*Listed entries:*
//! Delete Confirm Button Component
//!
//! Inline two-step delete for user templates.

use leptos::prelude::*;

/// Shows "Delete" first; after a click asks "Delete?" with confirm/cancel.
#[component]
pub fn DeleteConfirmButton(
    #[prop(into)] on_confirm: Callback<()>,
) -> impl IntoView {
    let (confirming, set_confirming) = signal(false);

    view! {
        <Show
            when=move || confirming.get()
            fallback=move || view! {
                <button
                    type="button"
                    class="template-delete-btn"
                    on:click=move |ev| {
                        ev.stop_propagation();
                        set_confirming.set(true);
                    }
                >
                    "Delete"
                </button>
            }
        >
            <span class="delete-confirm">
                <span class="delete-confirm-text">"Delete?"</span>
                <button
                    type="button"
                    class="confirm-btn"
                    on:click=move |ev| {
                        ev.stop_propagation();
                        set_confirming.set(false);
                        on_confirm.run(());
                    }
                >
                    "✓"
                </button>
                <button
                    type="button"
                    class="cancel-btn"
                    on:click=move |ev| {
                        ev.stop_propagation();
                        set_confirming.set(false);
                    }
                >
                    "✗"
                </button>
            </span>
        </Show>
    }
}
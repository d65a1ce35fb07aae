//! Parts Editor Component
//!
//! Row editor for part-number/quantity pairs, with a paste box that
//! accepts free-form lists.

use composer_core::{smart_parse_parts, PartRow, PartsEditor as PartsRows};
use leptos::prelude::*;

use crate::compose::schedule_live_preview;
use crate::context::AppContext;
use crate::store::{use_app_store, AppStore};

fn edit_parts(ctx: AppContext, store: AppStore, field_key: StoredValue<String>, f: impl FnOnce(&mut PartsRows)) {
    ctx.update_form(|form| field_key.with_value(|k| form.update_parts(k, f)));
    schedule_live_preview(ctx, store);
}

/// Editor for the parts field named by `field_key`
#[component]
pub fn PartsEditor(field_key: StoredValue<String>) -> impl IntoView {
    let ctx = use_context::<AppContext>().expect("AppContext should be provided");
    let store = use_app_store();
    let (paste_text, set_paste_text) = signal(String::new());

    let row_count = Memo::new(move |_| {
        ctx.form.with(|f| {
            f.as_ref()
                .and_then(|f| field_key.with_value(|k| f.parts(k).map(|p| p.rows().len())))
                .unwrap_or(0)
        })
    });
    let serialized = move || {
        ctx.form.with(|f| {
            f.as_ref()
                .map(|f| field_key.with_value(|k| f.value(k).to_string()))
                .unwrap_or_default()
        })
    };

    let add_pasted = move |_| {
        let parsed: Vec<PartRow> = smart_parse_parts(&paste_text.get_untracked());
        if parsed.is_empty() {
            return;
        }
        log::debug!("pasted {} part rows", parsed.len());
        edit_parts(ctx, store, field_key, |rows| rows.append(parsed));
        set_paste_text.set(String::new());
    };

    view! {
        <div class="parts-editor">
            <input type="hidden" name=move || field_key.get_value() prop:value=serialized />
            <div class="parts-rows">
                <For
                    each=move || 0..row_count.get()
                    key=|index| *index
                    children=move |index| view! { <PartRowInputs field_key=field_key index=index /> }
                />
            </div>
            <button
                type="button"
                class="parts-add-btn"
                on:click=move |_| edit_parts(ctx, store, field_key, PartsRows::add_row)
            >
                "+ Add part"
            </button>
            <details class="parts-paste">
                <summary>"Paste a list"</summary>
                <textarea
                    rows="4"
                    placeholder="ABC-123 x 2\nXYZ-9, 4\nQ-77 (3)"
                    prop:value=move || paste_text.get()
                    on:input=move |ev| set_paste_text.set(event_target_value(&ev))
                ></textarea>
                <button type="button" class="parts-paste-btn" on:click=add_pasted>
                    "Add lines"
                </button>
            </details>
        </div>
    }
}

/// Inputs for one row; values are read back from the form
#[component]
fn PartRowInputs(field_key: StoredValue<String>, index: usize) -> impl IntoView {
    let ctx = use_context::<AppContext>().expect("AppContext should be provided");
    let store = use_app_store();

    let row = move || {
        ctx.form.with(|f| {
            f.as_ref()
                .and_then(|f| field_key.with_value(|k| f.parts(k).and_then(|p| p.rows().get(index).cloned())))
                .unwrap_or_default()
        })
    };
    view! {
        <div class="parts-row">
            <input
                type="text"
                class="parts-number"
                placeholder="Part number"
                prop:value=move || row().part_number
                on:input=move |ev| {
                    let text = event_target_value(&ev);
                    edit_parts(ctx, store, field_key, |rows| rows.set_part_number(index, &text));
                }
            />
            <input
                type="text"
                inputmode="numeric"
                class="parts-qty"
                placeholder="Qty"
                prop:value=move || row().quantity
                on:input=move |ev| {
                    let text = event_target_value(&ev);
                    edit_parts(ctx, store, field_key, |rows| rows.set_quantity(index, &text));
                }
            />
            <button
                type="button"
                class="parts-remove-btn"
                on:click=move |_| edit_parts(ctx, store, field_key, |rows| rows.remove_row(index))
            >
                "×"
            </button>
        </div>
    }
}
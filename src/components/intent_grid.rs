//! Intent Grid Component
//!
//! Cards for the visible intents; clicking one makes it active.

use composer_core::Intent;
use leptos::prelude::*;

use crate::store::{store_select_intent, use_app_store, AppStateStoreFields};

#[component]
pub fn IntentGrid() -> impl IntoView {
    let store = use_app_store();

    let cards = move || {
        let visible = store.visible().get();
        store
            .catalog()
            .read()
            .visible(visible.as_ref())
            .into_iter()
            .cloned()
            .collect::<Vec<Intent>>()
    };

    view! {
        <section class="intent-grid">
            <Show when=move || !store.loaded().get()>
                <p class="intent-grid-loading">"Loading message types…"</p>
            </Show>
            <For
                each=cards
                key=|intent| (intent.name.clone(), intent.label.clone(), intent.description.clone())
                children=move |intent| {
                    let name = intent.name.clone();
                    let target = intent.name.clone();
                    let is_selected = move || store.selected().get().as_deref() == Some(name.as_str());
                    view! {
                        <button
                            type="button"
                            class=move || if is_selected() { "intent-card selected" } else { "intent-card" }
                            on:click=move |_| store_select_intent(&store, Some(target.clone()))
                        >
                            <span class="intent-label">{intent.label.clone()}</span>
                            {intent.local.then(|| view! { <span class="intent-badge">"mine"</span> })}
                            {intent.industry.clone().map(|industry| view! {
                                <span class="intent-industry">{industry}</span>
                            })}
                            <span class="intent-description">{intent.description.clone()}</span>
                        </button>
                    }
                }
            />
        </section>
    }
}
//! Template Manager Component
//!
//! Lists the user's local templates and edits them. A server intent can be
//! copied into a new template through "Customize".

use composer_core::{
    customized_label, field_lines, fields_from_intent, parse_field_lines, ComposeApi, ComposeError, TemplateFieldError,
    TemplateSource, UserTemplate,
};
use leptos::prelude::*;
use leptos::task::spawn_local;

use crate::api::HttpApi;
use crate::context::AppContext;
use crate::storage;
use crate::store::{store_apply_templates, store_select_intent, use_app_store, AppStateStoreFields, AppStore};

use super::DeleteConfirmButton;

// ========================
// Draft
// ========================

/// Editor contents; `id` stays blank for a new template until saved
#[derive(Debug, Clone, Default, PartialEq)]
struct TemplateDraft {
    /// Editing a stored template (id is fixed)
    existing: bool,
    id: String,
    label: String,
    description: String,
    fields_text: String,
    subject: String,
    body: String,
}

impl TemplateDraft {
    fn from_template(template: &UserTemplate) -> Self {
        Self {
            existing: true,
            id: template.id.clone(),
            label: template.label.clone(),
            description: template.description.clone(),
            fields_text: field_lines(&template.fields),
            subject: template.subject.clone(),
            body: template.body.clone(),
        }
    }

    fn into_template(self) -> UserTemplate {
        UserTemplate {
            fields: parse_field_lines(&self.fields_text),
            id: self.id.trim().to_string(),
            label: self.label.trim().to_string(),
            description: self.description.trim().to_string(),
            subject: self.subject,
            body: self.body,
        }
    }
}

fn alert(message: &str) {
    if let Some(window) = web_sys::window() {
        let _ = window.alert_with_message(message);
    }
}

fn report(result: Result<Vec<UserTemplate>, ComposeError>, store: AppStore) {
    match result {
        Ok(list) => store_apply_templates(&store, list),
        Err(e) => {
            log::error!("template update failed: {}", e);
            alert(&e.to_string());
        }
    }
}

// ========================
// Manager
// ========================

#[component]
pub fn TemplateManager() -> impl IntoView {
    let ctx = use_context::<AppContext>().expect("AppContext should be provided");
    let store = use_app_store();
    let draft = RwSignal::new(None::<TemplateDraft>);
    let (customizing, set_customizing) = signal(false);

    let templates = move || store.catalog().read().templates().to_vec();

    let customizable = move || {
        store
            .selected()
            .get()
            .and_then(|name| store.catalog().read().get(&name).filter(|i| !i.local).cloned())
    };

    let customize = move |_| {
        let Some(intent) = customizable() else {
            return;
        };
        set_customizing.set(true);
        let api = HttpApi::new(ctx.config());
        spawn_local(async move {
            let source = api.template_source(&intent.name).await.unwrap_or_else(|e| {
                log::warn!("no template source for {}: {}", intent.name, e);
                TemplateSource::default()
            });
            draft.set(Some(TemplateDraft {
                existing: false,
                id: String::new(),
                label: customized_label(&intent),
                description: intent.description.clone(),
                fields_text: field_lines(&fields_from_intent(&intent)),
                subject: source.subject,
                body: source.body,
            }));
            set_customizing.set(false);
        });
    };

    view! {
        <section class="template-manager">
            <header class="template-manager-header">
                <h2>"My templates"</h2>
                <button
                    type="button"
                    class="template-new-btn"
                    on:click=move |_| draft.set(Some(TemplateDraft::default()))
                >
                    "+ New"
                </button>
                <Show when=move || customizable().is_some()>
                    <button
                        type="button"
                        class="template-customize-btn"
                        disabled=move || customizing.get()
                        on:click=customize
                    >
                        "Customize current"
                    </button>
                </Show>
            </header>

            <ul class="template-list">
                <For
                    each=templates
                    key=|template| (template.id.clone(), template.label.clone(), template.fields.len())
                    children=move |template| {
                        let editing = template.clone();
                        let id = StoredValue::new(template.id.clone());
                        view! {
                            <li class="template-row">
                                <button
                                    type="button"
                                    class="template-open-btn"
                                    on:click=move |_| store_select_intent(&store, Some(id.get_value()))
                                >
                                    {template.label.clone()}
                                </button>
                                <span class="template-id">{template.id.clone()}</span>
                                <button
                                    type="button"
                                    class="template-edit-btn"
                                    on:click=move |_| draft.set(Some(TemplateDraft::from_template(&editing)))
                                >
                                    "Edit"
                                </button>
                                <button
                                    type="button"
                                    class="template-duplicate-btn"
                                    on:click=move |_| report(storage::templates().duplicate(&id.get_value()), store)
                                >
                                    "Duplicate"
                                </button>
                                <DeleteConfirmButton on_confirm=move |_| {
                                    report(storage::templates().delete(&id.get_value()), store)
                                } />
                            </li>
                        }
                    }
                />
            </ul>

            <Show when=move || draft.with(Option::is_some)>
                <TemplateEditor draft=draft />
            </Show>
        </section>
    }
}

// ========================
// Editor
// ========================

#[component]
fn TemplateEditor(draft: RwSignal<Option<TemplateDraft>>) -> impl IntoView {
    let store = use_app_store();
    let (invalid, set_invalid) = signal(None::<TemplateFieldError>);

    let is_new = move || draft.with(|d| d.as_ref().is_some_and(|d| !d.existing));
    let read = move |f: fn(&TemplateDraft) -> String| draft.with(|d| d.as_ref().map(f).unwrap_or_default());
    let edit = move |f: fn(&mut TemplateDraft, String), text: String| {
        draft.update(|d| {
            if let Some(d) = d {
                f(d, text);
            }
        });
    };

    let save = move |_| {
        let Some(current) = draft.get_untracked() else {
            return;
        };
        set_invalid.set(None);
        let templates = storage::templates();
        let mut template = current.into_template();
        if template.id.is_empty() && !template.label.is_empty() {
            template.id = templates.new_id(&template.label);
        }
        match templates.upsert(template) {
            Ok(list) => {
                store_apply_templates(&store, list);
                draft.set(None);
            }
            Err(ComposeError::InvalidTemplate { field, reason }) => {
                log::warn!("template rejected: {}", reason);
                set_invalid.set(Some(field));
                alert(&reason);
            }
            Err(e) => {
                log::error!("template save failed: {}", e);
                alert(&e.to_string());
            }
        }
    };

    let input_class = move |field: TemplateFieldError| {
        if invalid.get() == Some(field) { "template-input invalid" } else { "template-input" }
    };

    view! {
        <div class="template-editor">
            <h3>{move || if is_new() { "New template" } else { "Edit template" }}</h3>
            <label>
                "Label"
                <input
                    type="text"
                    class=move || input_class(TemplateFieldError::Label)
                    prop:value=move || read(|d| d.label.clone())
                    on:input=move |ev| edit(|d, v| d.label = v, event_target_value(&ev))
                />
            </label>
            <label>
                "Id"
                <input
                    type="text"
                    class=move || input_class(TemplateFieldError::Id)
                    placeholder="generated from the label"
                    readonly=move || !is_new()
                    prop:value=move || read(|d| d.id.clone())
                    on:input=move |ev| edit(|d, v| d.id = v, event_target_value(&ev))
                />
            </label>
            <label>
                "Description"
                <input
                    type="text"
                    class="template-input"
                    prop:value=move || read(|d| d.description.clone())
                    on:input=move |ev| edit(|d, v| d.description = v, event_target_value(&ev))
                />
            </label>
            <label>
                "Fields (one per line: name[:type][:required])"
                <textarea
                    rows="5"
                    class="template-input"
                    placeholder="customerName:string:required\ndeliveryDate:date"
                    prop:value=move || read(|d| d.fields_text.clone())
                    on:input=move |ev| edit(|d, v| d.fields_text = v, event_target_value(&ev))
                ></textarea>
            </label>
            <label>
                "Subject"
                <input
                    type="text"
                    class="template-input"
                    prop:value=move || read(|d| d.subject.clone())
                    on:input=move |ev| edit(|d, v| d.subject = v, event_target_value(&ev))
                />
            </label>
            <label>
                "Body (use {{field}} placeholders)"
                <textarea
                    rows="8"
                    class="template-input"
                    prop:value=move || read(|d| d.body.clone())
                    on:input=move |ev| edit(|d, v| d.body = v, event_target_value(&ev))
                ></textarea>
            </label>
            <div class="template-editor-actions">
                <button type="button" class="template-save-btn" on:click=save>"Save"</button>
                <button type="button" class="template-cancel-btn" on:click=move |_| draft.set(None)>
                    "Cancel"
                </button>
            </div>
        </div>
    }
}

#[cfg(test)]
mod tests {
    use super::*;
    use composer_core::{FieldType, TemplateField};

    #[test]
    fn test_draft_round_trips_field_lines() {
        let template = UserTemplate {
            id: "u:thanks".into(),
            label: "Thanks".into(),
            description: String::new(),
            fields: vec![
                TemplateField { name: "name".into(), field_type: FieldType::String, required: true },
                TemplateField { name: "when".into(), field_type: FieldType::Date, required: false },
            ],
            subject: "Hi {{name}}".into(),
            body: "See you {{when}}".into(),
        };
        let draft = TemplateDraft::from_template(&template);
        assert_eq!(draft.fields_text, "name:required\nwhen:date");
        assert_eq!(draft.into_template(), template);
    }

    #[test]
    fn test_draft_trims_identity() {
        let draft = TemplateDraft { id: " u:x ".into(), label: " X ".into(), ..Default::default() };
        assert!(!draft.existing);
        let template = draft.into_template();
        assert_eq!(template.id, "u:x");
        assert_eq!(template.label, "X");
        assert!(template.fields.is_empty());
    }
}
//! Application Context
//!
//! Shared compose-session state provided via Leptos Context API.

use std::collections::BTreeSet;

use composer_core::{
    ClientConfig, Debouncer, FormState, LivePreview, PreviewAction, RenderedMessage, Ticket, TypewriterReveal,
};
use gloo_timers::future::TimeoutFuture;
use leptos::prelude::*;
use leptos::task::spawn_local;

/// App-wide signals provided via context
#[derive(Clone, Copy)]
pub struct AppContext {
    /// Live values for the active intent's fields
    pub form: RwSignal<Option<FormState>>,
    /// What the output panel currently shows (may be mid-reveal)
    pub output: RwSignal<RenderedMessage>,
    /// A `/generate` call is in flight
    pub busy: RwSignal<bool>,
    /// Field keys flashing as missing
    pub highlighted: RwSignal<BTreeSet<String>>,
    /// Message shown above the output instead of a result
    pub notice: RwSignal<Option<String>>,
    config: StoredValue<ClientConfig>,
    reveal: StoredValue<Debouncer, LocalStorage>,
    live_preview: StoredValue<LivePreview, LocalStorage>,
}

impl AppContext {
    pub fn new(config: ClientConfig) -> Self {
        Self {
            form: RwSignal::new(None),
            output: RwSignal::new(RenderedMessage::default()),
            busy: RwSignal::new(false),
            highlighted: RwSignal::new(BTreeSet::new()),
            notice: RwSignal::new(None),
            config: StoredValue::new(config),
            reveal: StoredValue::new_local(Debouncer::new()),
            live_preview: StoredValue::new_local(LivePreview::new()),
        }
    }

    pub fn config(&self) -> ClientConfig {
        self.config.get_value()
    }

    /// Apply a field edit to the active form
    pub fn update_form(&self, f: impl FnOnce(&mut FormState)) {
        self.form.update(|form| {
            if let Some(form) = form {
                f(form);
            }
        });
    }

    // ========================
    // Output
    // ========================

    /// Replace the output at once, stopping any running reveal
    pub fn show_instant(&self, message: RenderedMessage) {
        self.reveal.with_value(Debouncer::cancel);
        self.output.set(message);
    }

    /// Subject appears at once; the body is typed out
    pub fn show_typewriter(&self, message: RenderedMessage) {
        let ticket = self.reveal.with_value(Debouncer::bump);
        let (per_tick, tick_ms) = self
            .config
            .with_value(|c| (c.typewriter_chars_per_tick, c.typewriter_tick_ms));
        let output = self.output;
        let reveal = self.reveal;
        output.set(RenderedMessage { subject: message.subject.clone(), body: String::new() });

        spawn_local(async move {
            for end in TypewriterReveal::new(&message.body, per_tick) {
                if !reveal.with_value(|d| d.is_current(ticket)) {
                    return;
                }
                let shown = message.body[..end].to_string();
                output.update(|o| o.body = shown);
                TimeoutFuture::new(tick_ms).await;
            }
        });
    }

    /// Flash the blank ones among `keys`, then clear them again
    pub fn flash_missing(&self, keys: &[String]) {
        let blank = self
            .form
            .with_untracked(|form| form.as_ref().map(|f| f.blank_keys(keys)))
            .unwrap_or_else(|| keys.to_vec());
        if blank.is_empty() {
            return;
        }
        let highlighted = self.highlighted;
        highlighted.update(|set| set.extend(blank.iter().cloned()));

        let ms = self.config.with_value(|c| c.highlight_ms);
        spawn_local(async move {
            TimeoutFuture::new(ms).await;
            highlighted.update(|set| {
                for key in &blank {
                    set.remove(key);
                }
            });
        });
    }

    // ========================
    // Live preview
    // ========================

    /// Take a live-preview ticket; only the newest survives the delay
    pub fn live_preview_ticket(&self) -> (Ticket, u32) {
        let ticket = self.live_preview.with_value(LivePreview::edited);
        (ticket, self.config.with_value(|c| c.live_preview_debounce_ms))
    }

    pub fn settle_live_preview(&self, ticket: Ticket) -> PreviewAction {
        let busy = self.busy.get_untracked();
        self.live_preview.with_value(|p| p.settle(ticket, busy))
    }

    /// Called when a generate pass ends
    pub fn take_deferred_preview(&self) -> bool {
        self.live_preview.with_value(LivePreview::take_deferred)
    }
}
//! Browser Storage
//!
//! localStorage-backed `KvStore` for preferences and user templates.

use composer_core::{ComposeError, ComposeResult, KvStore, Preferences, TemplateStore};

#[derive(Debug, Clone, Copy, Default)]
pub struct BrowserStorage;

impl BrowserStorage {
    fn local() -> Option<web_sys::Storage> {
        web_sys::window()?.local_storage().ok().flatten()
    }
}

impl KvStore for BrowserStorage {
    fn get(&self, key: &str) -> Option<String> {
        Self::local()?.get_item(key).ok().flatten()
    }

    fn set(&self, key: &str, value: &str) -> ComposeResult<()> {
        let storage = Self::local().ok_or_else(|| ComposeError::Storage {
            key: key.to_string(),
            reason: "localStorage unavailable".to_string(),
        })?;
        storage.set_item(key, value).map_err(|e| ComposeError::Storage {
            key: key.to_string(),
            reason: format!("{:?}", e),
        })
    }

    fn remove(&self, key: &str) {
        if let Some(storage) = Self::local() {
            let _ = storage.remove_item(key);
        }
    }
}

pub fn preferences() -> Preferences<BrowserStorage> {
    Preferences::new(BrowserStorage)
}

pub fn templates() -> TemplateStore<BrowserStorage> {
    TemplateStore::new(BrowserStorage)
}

*Task item:*
The answer must be every line from the records above that contains the word "required", copied out.

*Solution to the exercise:*
                "Fields (one per line: name[:type][:required])"
                    placeholder="customerName:string:required\ndeliveryDate:date"
                TemplateField { name: "name".into(), field_type: FieldType::String, required: true },
                TemplateField { name: "when".into(), field_type: FieldType::Date, required: false },
        assert_eq!(draft.fields_text, "name:required\nwhen:date");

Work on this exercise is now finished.